What is required - Pull out every line below holding the word "centre".

Records for the exercise -
****************************************

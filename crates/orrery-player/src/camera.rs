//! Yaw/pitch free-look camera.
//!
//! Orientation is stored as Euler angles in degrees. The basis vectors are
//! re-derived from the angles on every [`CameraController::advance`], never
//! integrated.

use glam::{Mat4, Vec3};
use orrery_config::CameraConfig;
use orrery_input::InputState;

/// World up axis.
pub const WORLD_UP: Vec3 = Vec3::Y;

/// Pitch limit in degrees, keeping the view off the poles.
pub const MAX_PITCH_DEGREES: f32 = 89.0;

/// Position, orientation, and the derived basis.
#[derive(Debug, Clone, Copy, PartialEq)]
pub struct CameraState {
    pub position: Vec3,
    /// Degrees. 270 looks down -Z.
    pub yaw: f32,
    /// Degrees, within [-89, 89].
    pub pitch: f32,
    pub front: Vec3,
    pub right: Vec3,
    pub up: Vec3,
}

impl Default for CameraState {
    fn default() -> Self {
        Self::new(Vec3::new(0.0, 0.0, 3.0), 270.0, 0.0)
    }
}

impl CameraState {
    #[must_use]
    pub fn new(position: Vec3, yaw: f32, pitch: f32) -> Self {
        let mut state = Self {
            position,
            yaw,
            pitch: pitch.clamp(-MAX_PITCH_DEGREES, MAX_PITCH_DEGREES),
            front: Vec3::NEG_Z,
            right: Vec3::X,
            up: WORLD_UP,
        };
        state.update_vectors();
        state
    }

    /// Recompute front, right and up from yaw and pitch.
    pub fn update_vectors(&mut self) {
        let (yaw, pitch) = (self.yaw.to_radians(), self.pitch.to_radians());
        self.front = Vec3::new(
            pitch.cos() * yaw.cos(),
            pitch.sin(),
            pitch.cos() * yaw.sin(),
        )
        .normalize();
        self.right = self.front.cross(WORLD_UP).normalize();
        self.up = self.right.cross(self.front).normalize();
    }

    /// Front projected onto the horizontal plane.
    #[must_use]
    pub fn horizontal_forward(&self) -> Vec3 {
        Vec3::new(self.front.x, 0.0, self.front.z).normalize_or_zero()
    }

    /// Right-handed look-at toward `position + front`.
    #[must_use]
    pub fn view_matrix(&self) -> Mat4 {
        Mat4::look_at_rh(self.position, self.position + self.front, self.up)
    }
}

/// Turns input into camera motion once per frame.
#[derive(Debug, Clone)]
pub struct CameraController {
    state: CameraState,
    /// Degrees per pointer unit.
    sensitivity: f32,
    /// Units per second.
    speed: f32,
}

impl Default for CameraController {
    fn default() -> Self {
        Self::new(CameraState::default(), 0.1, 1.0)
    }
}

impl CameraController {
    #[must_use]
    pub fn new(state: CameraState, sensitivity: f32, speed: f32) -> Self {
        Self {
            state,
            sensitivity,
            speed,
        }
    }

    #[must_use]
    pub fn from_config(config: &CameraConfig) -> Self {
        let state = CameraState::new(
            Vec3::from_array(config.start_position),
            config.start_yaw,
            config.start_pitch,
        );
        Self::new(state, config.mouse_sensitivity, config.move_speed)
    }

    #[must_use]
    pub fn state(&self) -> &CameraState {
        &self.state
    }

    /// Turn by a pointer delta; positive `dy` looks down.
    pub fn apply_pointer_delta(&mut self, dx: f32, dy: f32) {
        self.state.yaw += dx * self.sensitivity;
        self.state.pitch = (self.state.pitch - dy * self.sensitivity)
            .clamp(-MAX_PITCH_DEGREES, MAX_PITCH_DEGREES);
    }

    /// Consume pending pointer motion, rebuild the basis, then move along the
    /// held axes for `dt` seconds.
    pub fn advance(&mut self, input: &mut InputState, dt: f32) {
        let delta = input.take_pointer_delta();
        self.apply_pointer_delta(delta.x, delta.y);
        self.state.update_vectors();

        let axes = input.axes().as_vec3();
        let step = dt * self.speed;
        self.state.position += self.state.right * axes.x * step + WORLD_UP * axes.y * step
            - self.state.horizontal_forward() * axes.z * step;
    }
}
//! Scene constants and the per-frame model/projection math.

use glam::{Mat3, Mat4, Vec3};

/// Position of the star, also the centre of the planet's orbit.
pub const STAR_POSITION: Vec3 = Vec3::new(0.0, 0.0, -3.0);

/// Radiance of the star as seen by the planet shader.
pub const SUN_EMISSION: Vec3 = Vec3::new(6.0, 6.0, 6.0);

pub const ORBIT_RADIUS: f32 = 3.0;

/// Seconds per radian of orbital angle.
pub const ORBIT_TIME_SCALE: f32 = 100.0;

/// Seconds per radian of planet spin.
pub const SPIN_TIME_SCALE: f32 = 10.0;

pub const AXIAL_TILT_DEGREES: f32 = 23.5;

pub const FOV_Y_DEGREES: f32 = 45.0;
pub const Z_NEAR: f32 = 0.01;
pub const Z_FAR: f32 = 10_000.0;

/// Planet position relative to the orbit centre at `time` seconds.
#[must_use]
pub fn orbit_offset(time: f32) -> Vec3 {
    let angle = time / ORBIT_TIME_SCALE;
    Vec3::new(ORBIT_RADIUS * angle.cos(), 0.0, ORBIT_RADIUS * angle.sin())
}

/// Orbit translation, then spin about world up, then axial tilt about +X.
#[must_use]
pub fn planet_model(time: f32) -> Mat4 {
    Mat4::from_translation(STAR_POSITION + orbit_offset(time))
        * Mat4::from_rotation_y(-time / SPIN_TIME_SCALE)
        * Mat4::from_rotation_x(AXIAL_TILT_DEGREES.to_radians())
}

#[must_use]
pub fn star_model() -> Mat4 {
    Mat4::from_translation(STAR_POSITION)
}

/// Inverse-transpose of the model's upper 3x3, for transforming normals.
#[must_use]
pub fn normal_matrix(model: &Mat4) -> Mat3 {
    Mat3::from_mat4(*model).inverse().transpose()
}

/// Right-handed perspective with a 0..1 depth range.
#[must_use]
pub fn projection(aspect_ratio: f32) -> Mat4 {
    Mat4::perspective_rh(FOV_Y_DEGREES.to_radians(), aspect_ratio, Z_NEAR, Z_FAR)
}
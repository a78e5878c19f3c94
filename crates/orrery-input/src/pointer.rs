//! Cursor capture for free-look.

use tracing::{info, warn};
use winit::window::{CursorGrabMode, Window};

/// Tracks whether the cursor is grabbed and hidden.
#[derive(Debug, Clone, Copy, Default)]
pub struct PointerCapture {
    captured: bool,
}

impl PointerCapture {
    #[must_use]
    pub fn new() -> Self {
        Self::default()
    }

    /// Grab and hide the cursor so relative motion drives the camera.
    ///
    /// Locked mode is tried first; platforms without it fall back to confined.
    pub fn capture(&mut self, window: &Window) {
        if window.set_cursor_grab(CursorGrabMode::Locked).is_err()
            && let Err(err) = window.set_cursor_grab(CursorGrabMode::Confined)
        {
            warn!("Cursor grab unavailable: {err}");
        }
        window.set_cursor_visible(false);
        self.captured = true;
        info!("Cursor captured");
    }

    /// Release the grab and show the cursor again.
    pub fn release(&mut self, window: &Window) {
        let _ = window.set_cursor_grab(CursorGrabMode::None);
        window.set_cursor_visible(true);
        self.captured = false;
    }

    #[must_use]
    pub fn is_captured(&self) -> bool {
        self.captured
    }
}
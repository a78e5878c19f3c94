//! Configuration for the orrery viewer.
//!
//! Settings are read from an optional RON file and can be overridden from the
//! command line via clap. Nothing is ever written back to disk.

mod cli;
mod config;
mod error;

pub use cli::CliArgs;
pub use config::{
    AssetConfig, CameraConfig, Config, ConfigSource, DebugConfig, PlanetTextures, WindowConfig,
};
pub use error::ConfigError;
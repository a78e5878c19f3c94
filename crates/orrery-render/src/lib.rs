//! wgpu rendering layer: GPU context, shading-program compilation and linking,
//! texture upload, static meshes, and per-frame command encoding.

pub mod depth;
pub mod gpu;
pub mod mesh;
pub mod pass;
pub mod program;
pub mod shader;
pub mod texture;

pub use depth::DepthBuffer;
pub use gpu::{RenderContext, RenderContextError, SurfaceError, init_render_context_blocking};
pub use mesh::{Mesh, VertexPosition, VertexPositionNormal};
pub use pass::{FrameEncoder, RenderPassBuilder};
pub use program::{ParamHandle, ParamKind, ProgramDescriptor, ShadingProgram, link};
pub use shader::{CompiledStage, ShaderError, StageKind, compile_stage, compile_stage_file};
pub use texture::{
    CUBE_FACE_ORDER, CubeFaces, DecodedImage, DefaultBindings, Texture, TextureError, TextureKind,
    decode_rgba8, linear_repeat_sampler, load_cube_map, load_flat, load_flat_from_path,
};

****************************************

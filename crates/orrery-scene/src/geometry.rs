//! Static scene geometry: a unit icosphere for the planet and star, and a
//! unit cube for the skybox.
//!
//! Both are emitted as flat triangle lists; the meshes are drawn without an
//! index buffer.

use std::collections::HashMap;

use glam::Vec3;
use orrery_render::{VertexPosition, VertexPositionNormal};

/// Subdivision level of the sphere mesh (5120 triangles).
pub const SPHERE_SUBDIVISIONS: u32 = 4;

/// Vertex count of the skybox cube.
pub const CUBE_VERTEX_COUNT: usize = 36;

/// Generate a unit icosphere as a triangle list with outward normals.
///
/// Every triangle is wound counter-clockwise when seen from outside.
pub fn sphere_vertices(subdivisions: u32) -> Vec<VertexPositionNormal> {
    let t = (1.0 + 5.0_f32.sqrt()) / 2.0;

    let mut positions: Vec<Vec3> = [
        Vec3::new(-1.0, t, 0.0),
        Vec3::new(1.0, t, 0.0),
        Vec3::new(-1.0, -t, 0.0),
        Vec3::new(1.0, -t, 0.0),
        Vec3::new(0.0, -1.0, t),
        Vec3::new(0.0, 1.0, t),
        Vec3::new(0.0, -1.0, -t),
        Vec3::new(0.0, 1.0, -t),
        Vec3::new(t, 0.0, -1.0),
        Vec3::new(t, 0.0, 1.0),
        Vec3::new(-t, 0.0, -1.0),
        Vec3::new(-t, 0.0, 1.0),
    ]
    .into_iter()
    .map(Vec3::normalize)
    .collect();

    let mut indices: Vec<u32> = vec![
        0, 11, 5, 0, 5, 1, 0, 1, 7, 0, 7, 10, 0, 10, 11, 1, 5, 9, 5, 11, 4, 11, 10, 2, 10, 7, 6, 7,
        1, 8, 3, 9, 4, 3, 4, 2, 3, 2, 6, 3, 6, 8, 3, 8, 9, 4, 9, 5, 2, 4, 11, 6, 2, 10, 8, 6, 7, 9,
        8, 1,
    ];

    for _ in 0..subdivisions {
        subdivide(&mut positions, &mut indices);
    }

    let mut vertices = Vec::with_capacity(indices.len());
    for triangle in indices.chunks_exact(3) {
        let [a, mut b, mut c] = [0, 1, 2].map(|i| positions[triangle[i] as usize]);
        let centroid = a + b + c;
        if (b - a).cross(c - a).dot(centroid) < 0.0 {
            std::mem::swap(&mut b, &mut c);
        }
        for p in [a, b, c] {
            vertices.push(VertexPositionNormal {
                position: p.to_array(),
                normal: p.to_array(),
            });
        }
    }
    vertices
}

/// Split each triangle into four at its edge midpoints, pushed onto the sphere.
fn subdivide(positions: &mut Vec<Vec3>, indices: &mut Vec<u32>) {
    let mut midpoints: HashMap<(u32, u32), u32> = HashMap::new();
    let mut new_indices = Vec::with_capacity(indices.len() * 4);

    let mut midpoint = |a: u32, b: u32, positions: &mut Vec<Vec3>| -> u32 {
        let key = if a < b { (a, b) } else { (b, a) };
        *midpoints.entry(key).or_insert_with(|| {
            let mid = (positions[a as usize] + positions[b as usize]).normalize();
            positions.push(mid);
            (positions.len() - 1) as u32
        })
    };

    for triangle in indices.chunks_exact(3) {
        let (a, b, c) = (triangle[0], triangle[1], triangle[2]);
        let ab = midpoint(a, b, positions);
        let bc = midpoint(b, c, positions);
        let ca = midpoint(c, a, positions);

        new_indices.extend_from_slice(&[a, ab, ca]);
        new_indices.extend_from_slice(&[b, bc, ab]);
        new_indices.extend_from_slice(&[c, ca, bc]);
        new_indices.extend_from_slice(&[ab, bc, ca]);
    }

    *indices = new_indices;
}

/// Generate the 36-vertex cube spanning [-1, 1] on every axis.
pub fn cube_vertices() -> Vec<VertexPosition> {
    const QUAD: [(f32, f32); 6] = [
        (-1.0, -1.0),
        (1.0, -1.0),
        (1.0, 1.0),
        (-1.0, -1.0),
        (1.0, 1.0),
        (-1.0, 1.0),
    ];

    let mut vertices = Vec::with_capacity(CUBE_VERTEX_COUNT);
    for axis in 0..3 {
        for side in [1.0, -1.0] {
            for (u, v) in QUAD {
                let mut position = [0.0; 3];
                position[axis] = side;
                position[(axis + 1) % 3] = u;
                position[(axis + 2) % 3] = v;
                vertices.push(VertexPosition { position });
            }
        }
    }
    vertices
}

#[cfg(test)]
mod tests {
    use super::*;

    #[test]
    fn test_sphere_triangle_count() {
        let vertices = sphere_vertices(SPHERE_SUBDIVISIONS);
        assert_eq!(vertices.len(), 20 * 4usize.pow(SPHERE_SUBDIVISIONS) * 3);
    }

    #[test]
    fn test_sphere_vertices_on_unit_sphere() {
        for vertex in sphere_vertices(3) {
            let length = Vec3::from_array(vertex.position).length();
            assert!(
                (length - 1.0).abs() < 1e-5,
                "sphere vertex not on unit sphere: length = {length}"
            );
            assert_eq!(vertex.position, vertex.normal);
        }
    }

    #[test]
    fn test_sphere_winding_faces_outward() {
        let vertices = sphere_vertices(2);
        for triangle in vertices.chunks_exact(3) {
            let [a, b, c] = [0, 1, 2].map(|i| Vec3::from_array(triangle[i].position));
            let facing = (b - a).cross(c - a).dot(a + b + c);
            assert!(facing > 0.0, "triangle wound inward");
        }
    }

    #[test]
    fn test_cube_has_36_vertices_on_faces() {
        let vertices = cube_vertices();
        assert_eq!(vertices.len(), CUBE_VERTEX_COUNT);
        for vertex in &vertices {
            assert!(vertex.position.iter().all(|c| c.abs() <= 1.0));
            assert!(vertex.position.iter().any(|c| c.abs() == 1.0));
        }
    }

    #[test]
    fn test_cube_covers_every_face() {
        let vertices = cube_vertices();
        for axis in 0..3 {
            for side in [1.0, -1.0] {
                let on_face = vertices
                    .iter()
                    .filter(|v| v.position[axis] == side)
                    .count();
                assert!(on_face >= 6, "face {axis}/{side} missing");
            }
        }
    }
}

****************************************

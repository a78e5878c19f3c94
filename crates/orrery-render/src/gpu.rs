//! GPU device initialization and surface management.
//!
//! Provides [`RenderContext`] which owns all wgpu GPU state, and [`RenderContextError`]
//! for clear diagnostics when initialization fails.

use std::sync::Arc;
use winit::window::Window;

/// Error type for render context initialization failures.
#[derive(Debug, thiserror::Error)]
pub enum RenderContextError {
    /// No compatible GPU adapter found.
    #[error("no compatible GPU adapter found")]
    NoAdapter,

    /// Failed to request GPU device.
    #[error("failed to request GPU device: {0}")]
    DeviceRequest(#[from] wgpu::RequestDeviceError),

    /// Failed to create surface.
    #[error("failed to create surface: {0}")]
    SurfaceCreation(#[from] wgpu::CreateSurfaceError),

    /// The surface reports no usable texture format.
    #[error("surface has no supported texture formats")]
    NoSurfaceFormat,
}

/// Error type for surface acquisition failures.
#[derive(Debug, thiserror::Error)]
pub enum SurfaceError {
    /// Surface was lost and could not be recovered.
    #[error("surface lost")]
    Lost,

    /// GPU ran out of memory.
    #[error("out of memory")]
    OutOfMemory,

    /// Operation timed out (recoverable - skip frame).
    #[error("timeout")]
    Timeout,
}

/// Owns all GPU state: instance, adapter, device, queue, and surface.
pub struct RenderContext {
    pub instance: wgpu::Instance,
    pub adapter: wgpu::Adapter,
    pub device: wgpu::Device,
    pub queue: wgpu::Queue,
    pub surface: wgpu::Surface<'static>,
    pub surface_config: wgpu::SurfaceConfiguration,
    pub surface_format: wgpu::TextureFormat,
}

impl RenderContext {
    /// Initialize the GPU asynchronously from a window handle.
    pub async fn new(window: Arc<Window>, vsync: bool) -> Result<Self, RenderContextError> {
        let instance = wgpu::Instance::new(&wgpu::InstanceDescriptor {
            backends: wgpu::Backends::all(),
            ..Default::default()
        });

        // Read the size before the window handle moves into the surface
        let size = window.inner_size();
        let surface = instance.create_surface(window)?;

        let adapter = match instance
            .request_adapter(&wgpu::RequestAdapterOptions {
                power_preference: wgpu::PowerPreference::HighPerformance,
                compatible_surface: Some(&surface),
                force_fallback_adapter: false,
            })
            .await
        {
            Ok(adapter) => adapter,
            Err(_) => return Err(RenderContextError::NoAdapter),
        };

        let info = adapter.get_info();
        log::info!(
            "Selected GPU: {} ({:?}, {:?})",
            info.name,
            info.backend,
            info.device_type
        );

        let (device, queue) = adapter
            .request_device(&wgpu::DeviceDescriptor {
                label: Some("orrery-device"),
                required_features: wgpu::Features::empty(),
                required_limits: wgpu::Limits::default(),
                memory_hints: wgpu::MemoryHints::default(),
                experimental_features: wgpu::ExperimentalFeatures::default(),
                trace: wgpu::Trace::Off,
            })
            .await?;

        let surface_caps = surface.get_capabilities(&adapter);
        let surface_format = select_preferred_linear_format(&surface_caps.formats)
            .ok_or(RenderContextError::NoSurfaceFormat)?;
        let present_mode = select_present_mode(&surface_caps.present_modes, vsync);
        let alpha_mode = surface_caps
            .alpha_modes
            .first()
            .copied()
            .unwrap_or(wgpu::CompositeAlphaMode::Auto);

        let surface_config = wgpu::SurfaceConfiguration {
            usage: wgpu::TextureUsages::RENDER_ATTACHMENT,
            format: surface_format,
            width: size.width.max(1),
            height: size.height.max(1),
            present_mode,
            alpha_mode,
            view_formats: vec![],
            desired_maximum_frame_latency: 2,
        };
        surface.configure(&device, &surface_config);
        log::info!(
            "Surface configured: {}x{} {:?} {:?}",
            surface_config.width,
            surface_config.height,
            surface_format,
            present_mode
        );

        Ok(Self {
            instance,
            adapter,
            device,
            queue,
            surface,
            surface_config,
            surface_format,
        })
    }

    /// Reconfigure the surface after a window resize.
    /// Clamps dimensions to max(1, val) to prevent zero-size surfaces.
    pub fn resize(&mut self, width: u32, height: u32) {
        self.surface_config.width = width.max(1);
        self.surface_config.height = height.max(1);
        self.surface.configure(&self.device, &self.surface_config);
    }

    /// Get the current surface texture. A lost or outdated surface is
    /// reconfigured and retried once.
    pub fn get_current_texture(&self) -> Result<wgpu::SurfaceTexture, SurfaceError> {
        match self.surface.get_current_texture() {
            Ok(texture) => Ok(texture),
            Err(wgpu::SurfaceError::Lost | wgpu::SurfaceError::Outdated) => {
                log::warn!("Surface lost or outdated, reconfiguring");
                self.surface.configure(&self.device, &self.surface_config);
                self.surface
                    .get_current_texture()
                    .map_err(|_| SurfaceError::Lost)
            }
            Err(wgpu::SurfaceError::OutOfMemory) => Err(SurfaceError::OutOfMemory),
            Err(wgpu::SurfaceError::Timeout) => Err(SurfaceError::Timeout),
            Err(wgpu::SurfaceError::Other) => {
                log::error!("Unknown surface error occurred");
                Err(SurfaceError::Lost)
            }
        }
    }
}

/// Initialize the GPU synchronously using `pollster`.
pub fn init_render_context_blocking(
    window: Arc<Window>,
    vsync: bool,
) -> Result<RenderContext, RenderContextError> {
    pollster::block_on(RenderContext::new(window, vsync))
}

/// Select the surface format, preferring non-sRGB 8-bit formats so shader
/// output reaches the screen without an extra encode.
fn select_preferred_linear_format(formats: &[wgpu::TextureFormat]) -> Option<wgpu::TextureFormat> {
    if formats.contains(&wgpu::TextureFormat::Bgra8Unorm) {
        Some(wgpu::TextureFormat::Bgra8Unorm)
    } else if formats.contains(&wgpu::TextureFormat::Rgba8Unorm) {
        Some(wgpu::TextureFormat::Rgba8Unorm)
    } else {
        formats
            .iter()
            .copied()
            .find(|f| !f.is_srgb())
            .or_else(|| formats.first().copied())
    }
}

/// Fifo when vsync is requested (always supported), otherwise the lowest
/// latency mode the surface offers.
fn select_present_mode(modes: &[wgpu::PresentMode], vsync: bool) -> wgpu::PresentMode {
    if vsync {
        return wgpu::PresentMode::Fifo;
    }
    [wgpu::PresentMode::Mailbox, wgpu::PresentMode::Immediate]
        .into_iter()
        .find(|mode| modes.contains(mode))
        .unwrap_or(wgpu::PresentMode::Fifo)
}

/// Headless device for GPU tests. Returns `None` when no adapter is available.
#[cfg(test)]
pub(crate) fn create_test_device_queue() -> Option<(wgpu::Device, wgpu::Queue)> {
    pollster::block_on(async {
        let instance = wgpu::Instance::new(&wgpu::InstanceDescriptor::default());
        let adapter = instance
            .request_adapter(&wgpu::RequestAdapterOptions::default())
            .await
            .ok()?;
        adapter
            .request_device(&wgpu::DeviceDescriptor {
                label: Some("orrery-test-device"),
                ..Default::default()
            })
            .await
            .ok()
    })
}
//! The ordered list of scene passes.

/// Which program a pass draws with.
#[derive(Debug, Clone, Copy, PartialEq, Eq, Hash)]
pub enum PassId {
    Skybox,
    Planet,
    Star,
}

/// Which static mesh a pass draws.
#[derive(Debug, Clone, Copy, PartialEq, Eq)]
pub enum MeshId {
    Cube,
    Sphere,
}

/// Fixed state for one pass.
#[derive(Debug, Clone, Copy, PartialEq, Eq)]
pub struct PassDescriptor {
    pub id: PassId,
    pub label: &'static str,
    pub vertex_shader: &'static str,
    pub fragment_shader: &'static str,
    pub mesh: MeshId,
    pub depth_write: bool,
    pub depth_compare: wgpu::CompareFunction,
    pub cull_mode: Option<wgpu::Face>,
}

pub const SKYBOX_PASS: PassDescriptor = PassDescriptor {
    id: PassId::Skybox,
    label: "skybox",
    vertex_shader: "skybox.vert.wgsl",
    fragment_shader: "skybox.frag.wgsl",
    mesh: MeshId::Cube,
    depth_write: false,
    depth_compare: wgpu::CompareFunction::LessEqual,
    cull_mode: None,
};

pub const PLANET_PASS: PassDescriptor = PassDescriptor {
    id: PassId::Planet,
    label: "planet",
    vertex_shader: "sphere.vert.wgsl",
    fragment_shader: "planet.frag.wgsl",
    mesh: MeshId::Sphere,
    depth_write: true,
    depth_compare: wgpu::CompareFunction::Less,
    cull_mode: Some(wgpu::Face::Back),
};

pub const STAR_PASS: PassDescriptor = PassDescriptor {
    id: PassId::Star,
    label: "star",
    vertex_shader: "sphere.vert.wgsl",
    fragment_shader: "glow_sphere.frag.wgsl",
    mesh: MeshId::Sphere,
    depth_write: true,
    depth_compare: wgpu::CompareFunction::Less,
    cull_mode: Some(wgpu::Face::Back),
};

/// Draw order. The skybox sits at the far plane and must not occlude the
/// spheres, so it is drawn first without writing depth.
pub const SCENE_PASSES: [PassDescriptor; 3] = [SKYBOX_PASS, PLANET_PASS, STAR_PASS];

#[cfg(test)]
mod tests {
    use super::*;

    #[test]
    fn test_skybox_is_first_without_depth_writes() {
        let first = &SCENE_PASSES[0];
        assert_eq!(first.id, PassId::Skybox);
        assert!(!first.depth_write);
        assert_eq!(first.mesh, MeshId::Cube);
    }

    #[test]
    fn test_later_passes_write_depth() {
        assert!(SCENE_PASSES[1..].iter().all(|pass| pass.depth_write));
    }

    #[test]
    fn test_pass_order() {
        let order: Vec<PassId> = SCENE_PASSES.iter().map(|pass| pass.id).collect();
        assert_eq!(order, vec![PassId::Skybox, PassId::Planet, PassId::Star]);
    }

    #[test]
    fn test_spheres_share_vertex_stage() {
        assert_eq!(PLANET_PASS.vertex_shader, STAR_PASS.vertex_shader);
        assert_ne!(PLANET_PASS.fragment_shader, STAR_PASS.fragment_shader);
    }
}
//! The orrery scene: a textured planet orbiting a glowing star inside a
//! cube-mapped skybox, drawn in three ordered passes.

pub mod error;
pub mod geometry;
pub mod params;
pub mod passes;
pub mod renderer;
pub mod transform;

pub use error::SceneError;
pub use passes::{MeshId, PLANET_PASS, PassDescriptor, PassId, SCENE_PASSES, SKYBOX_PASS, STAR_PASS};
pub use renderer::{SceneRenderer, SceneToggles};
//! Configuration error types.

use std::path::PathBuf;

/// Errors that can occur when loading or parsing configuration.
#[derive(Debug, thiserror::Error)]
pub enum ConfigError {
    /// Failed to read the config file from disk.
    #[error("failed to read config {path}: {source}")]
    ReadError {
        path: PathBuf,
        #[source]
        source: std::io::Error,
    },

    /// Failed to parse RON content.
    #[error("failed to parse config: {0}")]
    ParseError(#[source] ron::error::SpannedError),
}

****************************************

Written reply -
/// Position of the star, also the centre of the planet's orbit.
/// Planet position relative to the orbit centre at `time` seconds.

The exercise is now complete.